→ **Aim of the exercise**
In the entries that follow, the lines from the one with "Hex Board Geometry" through the one with "board (both halves)." are the ones to write out, exactly and with both ends included. Nothing else should appear.

→ **The input**
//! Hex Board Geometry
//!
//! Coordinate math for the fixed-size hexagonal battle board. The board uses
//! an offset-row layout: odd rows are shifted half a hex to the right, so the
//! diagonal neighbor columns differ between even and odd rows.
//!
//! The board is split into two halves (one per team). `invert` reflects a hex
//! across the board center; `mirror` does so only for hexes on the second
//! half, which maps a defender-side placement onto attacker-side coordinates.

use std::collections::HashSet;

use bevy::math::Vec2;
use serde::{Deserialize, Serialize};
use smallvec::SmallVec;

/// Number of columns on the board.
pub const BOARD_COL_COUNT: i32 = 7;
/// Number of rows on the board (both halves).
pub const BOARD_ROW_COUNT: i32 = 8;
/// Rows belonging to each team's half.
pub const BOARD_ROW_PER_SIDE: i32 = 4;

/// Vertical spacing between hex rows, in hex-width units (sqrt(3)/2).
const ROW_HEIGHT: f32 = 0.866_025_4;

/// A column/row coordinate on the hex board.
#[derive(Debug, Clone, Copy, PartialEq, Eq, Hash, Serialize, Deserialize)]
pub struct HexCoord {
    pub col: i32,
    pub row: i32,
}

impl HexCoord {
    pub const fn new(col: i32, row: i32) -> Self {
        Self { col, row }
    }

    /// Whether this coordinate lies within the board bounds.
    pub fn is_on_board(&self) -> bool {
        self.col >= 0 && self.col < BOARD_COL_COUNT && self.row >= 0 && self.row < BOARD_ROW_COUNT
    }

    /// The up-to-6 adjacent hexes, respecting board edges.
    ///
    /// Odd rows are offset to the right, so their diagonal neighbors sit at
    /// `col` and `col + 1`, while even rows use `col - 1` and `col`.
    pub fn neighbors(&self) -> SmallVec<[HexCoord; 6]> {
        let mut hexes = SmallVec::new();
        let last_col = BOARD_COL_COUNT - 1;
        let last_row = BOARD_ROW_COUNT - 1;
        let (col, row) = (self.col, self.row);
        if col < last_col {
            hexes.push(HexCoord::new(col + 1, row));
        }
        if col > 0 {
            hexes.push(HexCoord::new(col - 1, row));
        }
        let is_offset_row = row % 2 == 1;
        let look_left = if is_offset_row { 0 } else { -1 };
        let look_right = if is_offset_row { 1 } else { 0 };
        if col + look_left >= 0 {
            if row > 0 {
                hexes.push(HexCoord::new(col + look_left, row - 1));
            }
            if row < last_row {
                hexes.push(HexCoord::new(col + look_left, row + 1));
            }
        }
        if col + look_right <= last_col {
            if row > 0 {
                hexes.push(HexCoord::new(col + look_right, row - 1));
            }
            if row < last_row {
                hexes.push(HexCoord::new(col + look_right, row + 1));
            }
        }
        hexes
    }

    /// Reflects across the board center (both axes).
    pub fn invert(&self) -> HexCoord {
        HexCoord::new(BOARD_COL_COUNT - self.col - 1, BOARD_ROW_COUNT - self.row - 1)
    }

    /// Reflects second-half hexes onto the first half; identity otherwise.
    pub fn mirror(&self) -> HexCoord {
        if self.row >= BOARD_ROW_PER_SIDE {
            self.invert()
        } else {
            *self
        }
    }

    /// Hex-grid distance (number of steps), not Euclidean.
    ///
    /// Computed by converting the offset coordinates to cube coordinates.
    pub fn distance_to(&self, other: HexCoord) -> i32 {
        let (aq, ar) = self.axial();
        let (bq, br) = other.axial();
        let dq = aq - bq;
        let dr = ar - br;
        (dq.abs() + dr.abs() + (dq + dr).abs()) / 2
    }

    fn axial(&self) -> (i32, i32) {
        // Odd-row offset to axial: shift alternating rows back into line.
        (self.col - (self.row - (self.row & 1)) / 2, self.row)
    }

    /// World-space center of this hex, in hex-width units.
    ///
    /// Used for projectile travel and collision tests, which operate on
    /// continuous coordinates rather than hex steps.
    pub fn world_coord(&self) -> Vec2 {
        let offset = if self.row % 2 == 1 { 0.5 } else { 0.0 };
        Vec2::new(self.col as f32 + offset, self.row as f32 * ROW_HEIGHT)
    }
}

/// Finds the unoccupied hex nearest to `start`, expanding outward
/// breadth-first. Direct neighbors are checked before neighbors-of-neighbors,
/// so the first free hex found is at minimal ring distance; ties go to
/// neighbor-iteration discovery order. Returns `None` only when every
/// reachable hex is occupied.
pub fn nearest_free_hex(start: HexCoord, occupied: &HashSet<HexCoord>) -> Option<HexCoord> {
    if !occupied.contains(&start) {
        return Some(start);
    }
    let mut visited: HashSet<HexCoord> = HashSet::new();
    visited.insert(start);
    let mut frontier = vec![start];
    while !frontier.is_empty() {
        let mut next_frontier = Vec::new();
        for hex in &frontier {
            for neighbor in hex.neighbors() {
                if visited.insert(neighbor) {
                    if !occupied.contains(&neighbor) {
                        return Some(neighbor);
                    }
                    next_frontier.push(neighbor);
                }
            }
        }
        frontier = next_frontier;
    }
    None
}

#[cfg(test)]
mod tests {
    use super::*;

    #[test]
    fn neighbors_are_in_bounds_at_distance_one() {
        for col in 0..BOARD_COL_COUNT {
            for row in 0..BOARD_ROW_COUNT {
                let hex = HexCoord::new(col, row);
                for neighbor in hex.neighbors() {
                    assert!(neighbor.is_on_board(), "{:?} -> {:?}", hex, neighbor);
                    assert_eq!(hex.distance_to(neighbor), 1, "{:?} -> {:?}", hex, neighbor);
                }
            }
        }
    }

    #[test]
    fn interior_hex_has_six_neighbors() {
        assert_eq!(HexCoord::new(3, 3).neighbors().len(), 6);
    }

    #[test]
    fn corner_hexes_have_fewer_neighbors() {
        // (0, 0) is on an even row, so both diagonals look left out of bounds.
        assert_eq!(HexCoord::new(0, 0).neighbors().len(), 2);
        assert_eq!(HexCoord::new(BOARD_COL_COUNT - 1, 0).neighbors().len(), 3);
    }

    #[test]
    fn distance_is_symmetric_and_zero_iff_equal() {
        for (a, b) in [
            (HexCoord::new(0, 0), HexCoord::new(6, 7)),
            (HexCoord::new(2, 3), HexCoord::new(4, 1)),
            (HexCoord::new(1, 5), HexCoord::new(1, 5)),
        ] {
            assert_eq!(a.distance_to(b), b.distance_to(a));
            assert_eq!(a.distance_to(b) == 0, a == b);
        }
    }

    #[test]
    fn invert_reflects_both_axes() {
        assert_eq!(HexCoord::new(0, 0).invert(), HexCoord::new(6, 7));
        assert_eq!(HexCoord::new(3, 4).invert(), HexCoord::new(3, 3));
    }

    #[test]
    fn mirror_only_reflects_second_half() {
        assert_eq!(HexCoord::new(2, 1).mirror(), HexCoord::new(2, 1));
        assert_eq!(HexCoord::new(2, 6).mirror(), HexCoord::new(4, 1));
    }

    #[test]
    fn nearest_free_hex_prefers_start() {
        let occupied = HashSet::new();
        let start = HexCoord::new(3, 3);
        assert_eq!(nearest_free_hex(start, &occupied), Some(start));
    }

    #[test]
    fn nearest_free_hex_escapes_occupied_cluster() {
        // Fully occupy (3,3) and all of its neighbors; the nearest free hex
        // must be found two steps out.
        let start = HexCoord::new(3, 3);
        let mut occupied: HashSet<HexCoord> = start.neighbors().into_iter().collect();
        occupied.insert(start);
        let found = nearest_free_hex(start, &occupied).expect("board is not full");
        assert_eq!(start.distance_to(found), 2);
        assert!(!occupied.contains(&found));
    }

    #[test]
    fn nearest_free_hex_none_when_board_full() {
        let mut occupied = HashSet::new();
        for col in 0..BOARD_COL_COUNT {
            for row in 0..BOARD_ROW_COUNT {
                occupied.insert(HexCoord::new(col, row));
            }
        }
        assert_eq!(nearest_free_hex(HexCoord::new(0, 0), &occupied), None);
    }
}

==

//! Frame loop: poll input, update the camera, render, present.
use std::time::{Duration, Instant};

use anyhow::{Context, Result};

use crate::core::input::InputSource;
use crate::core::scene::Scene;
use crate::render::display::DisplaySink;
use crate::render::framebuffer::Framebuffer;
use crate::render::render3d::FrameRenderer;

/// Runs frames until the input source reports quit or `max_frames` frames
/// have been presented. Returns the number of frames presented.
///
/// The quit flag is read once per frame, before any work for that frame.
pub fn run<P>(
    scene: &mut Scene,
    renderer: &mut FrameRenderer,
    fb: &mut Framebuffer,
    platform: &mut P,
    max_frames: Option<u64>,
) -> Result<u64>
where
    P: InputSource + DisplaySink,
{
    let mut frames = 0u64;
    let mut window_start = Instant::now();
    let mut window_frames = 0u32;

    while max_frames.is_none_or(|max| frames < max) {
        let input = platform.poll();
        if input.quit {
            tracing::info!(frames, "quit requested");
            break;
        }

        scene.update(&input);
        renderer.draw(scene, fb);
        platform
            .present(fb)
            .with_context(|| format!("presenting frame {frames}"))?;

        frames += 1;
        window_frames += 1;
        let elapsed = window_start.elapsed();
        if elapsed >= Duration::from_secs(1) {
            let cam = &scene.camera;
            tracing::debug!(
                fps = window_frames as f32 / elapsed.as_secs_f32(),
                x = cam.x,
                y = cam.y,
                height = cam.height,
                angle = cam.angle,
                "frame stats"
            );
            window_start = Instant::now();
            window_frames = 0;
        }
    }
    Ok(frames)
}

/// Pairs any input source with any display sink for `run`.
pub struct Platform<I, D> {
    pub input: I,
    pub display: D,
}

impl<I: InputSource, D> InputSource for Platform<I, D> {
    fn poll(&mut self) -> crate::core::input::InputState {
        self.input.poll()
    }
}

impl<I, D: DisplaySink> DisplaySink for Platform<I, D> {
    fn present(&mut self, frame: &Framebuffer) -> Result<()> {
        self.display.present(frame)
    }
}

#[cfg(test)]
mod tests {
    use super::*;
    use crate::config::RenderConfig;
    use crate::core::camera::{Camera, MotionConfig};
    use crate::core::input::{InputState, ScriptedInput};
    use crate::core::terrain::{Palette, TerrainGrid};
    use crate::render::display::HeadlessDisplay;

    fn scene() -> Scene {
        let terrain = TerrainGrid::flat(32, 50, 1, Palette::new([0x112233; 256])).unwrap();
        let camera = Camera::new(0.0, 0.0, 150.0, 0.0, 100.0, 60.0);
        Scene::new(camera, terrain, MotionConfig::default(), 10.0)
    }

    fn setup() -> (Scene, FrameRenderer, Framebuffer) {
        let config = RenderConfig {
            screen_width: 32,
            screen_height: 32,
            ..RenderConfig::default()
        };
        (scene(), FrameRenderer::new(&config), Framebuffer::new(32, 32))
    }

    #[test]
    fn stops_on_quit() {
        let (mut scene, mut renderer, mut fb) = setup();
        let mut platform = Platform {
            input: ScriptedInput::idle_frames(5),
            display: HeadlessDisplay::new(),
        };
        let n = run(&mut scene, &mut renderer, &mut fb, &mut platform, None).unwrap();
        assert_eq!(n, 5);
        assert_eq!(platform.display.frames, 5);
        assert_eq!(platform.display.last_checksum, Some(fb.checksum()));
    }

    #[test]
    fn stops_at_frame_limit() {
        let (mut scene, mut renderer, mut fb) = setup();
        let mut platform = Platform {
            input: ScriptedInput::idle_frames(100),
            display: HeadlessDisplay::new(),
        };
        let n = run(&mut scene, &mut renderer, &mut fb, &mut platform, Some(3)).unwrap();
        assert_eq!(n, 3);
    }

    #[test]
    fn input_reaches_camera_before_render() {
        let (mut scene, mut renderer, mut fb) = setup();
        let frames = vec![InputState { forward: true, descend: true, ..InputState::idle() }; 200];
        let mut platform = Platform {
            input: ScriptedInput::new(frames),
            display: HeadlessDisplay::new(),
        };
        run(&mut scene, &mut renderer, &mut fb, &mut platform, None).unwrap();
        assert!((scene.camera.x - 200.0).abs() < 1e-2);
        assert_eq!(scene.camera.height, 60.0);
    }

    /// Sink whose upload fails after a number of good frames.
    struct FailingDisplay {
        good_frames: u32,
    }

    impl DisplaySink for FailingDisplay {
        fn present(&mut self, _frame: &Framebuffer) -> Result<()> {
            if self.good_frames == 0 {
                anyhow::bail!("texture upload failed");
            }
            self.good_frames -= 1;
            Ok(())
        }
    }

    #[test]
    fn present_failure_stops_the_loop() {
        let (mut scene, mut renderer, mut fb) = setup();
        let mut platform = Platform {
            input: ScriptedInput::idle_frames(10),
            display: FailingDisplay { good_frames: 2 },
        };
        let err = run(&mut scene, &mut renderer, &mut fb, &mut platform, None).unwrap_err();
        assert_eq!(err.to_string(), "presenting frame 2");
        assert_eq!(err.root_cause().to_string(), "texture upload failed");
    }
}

→ **Output below**
//! Hex Board Geometry
//!
//! Coordinate math for the fixed-size hexagonal battle board. The board uses
//! an offset-row layout: odd rows are shifted half a hex to the right, so the
//! diagonal neighbor columns differ between even and odd rows.
//!
//! The board is split into two halves (one per team). `invert` reflects a hex
//! across the board center; `mirror` does so only for hexes on the second
//! half, which maps a defender-side placement onto attacker-side coordinates.

use std::collections::HashSet;

use bevy::math::Vec2;
use serde::{Deserialize, Serialize};
use smallvec::SmallVec;

/// Number of columns on the board.
pub const BOARD_COL_COUNT: i32 = 7;
/// Number of rows on the board (both halves).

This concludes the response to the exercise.